Iowa resident Jen Gloeckner operates within the context of those weeks and months between the middle of September and those days just a few weeks ago, when we wound the clocks forward. She does her best thinking when everything's chilly-to-bitterly-cold and we lose everyt last drip of our daylight before any one of us are home from the office or the fields. It's this depressing time of the year, from which she derives the majority of her powers, banking on them to give her some inspiration in spite of the torpor, in spite of the mind and soul-numbing aspects of the season that draws on forever and gives us little to love. Gloeckner has different settings, but her best is the one that she exhibits on the song, "Only 1," from her last album, "Miles Away," a song about conquering love and about the depths that people will travel for it. It's a song that waltzes into us, asks for our hand and then makes sure that we're getting the sense of what's in the air that evening. It's a touching tale of simple infatuation, a connection to another person that defies reason, as well as death.

She sings with a brave, but vulnerable and aching huskiness, a sound that casts the light of a harvest moon over the words coming out of her mouth in balloons of white exhalation. It's a song that explores the feeling of personal and emotional isolation, of living without really being able to live like you'd want to. It's a song about being swept away into the detritus of the clamoring of days that drift into the dragging of weeks and the disfigurement of years. Before you know it, all is part of one gray blob and there's no swimming out of it.
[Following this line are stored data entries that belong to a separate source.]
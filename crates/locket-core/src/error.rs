//! Error types for the Locket library.

use thiserror::Error;

/// A shared error type for the entire Locket library.
///
/// Every variant carries a message that is already human-readable; the
/// stores surface `err.to_string()` directly to the UI, so no variant may
/// render an empty or transport-internal string.
#[derive(Error, Debug, Clone, PartialEq, Eq)]
pub enum LocketError {
    /// Transport-level failure (unreachable host, timeout)
    #[error("{message}")]
    Network { message: String },

    /// 4xx/5xx response; message normalized from the response body
    #[error("{message}")]
    Server { status: u16, message: String },

    /// Persistent storage read/write failure
    #[error("Storage error: {message}")]
    Persistence { message: String },

    /// Malformed response body or persisted snapshot
    #[error("{message}")]
    Serialization { message: String },

    /// Superseded in-flight request; resolves as a silent no-op, never
    /// surfaced to callers as a failure
    #[error("Request cancelled")]
    Cancelled,

    /// An operation that requires a session token was invoked without one
    #[error("Not authenticated")]
    NotAuthenticated,

    /// Internal error (should not happen in normal operation)
    #[error("Internal error: {0}")]
    Internal(String),
}

impl LocketError {
    // ============================================================================
    // Constructor helpers
    // ============================================================================

    /// Creates a Network error
    pub fn network(message: impl Into<String>) -> Self {
        Self::Network {
            message: message.into(),
        }
    }

    /// Creates a Server error
    pub fn server(status: u16, message: impl Into<String>) -> Self {
        Self::Server {
            status,
            message: message.into(),
        }
    }

    /// Creates a Persistence error
    pub fn persistence(message: impl Into<String>) -> Self {
        Self::Persistence {
            message: message.into(),
        }
    }

    /// Creates a Serialization error
    pub fn serialization(message: impl Into<String>) -> Self {
        Self::Serialization {
            message: message.into(),
        }
    }

    /// Creates an Internal error
    pub fn internal(message: impl Into<String>) -> Self {
        Self::Internal(message.into())
    }

    // ============================================================================
    // Type checking methods
    // ============================================================================

    /// Check if this is a Network error
    pub fn is_network(&self) -> bool {
        matches!(self, Self::Network { .. })
    }

    /// Check if this is a Server error
    pub fn is_server(&self) -> bool {
        matches!(self, Self::Server { .. })
    }

    /// Check if this is a Cancelled error
    pub fn is_cancelled(&self) -> bool {
        matches!(self, Self::Cancelled)
    }

    /// Check if this is a Persistence error
    pub fn is_persistence(&self) -> bool {
        matches!(self, Self::Persistence { .. })
    }
}

// ============================================================================
// From implementations for automatic conversion
// ============================================================================

impl From<std::io::Error> for LocketError {
    fn from(err: std::io::Error) -> Self {
        Self::Persistence {
            message: format!("{} (kind: {:?})", err, err.kind()),
        }
    }
}

impl From<serde_json::Error> for LocketError {
    fn from(err: serde_json::Error) -> Self {
        Self::Serialization {
            message: err.to_string(),
        }
    }
}

/// A type alias for `Result<T, LocketError>`.
pub type Result<T> = std::result::Result<T, LocketError>;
Gloeckner sings that, "I'd die to love you," and she continues to make references to the suggestion, telling us that she sits there "like a loaded gun." It comes out as a desperate sort of feeling - part madness and all human nature, a sensation that's been experienced by everyone at one time or another. It's nothing foreign, but scary all the same. It's a feeling that stuns us and makes us feel completely alone or forbidden, as if we're not going to ever be the way we'd like to be and that's to make everything seem right again. It's the impossibility that she presents to us, lovingly and with a pall.